From the first line of the entries below to the line with "use crate::client::buffer::SnapshotBuffer;", give each line again exactly.

*** Opening DATASET EXTRACT ***

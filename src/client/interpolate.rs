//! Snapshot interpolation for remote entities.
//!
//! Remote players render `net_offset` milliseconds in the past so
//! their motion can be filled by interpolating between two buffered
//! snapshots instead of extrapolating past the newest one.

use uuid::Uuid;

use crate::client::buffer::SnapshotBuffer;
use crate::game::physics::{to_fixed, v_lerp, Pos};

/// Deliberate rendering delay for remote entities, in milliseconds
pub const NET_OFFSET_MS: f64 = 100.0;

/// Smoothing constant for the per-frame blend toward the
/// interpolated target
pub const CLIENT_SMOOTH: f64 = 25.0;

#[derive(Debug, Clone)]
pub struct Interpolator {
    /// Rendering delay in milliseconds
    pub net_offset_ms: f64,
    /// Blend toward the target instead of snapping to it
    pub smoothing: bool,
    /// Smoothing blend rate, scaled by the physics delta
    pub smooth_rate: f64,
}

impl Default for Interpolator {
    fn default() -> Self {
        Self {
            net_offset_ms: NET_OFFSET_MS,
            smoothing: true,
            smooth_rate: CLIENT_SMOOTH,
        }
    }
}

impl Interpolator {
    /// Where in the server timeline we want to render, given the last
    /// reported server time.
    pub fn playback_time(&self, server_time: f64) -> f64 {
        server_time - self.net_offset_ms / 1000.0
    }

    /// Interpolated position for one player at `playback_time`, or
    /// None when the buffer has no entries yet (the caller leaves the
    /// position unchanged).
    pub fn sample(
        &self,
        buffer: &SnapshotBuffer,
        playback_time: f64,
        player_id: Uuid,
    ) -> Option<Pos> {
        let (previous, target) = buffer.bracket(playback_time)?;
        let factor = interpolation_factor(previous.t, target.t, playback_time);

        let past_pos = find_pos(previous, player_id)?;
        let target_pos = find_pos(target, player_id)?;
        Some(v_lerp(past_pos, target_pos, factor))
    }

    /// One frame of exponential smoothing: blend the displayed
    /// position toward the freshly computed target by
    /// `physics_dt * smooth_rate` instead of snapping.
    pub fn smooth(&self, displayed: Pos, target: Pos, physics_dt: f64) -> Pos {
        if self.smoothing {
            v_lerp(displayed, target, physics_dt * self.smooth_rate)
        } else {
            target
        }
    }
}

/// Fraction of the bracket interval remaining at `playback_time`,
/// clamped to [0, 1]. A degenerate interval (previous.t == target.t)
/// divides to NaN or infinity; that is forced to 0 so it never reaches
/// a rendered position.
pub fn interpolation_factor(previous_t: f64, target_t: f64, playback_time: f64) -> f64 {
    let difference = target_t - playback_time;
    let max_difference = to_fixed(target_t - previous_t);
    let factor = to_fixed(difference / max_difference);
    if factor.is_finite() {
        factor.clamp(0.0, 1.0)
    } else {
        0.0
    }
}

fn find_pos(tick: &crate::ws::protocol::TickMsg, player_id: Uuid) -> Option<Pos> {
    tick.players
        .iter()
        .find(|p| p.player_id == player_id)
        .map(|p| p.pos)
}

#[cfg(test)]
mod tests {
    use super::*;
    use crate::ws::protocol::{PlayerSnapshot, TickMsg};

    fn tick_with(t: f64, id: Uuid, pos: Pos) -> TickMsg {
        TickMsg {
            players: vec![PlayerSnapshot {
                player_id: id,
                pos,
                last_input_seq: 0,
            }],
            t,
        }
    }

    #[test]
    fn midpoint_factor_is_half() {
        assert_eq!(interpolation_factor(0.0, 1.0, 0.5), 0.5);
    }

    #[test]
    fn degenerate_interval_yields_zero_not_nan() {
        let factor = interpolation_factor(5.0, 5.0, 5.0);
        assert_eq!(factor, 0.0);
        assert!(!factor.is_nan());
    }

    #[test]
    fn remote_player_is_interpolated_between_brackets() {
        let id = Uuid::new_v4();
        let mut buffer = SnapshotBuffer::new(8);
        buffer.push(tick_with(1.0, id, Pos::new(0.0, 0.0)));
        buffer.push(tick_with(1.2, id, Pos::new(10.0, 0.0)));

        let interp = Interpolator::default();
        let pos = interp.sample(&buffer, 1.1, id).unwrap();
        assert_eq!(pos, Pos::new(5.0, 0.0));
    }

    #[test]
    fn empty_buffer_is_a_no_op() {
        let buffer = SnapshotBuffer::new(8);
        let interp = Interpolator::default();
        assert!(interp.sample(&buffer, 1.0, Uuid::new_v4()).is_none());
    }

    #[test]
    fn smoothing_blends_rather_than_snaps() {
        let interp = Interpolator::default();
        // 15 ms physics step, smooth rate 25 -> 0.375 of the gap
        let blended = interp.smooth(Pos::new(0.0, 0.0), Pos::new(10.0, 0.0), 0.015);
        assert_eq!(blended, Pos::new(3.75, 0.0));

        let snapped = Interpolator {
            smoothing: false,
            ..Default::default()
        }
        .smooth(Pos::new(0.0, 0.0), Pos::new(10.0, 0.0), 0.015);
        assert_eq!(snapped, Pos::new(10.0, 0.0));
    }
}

*** Closing DATASET EXTRACT ***

PROBLEM SOLUTION
filename src/client/interpolate.rs
//! Snapshot interpolation for remote entities.
//!
//! Remote players render `net_offset` milliseconds in the past so
//! their motion can be filled by interpolating between two buffered
//! snapshots instead of extrapolating past the newest one.

use uuid::Uuid;

use crate::client::buffer::SnapshotBuffer;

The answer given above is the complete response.